Leaks from the 800-page report detail the way military checkpoints were used to detain citizens who were never seen again, how soldiers delivered unidentified bodies to coroners and charge that “security forces had official approval to fire live rounds at protesters in Suez.”

After an urgent meeting with Morsi on 11 April, Minister Al-Sisi, who was chief of Military Intelligence during the 18-day revolution, denied all the accusations.

Al-Deeb insists the report of the fact-finding committee will make no difference to his client’s case. “It was prepared by Omar Marwan who was also a member of an earlier fact-finding committee whose report was used by prosecutors against Mubarak but failed to incriminate him.”

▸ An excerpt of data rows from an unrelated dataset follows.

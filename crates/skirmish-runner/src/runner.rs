//! [`ParallelRunner`]: lockstep collection of one batch of episodes.
//!
//! # Collection round
//!
//! 1. Reset every worker (barrier) and write the initial observations at
//!    `t = 0`.
//! 2. Ask the policy for actions for the active slots and record them at
//!    `t`. Send `Step` only to slots whose episode is still running.
//! 3. Receive replies in slot order, record reward and true termination at
//!    `t`, then write the next observations at `t + 1`.
//! 4. Repeat until no slot is running, then query `get_stats` from every
//!    worker (barrier) and update episode statistics and win rates.
//!
//! A slot that terminated during round `t` still appears in the active
//! set of round `t + 1` so its final observation row carries an action,
//! but it is never stepped again.

use std::sync::Arc;
use std::time::Duration;

use skirmish_batch::{EpisodeBatch, Scheme};
use skirmish_core::{
    names, EnvError, EnvInfo, Environment, ObservationBundle, ResetOptions, ScenarioId, StatMap,
    StepInfo, StepReply, WorkerCommand, WorkerResponse, WorkerSeed,
};
use skirmish_stats::{EpisodeStats, StatsError, WinRateSchedule, WinRateTracker};

use crate::config::RunnerConfig;
use crate::error::RunnerError;
use crate::policy::PolicyController;
use crate::report::RunReport;
use crate::worker::{WorkerError, WorkerHandle};

// ── RunRequest ──────────────────────────────────────────────────

/// Options for one call to [`ParallelRunner::run`].
#[derive(Clone, Copy, Debug, Default, PartialEq, Eq)]
pub struct RunRequest {
    /// Greedy action selection, no `t_env` accounting, evaluation stats.
    pub test_mode: bool,
    /// Reset into held-out test scenarios. Defaults to `test_mode`.
    pub test_scenario: Option<bool>,
    /// Force every worker into this scenario index.
    pub scenario_index: Option<usize>,
}

impl RunRequest {
    /// A training collection.
    pub fn train() -> Self {
        Self::default()
    }

    /// An evaluation collection on test scenarios.
    pub fn test() -> Self {
        Self {
            test_mode: true,
            ..Self::default()
        }
    }

    /// Override which scenario set workers reset into.
    pub fn with_test_scenario(mut self, test_scenario: bool) -> Self {
        self.test_scenario = Some(test_scenario);
        self
    }

    /// Force a scenario index.
    pub fn with_scenario_index(mut self, index: usize) -> Self {
        self.scenario_index = Some(index);
        self
    }

    fn reset_options(&self) -> ResetOptions {
        ResetOptions {
            test: self.test_scenario.unwrap_or(self.test_mode),
            index: self.scenario_index,
        }
    }
}
//! Log-flush reports.

use skirmish_core::StatMap;

/// Statistics produced when the runner flushes its accumulators.
///
/// Keys follow the `<prefix><name>` convention where the prefix is `test_`
/// for evaluation reports and empty for training reports.
#[derive(Clone, Debug, PartialEq)]
pub struct RunReport {
    /// Whether this report covers evaluation episodes.
    pub test_mode: bool,
    /// Training environment steps at flush time.
    pub t_env: u64,
    /// Episodes covered.
    pub n_episodes: u64,
    /// Mean undiscounted return.
    pub return_mean: f64,
    /// Population standard deviation of returns.
    pub return_std: f64,
    /// `<key>_mean` per accumulated info key, plus `ep_length_mean`.
    pub stat_means: StatMap,
    /// Policy exploration rate (training reports only).
    pub epsilon: Option<f64>,
    /// Sum of `restarts` across workers for the last batch (training
    /// reports only, when workers report it).
    pub forced_restarts: Option<f64>,
    /// Win-rate estimates at flush time.
    pub win_rates: Vec<f64>,
}

impl RunReport {
    /// Key prefix for this report.
    pub fn prefix(&self) -> &'static str {
        if self.test_mode {
            "test_"
        } else {
            ""
        }
    }

    /// Flatten the report into prefixed `(key, value)` pairs.
    pub fn entries(&self) -> Vec<(String, f64)> {
        let prefix = self.prefix();
        let mut out = Vec::with_capacity(self.stat_means.len() + 4);
        out.push((format!("{prefix}return_mean"), self.return_mean));
        out.push((format!("{prefix}return_std"), self.return_std));
        for (key, value) in &self.stat_means {
            out.push((format!("{prefix}{key}"), *value));
        }
        if let Some(epsilon) = self.epsilon {
            out.push(("epsilon".to_string(), epsilon));
        }
        if let Some(restarts) = self.forced_restarts {
            out.push(("forced_restarts".to_string(), restarts));
        }
        out
    }

    /// Look up one flattened entry by its prefixed key.
    pub fn get(&self, key: &str) -> Option<f64> {
        self.entries()
            .into_iter()
            .find(|(k, _)| k == key)
            .map(|(_, v)| v)
    }
}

Mubarak’s retrial was adjourned moments after it opened at Cairo’s Police Academy on Saturday when presiding judge Mustafa Abdallah recused himself. Abdallah earlier acquitted many of Mubarak’s former associates of the charge of conspiring to kill protesters during the so-called Battle of the Camel case.

The case was referred back to Cairo’s Appeals Court which has so far been unable to find a judge willing to preside over the trial.

The retrial of Mubarak, his two sons, a business associate, Al-Adli and six aides was ordered in January after the Court of Cassation accepted an appeal against an earlier life sentence, citing procedural irregularities.

Mubarak was examined by a medical committee on Tuesday to assess whether he can be transferred from Maadi military hospital back to Tora prison hospital. The doctors will report back to the prosecution-general.

On Monday Cairo Appeals Court ordered the release of Mubarak without bail after Al-Deeb submitted a memorandum pointing out that his client had spent two years in custody, the maximum allowed under Article 143 of the criminal procedures law in the absence of a final conviction. Mubarak, however, was kept in custody pending investigation into a separate corruption case.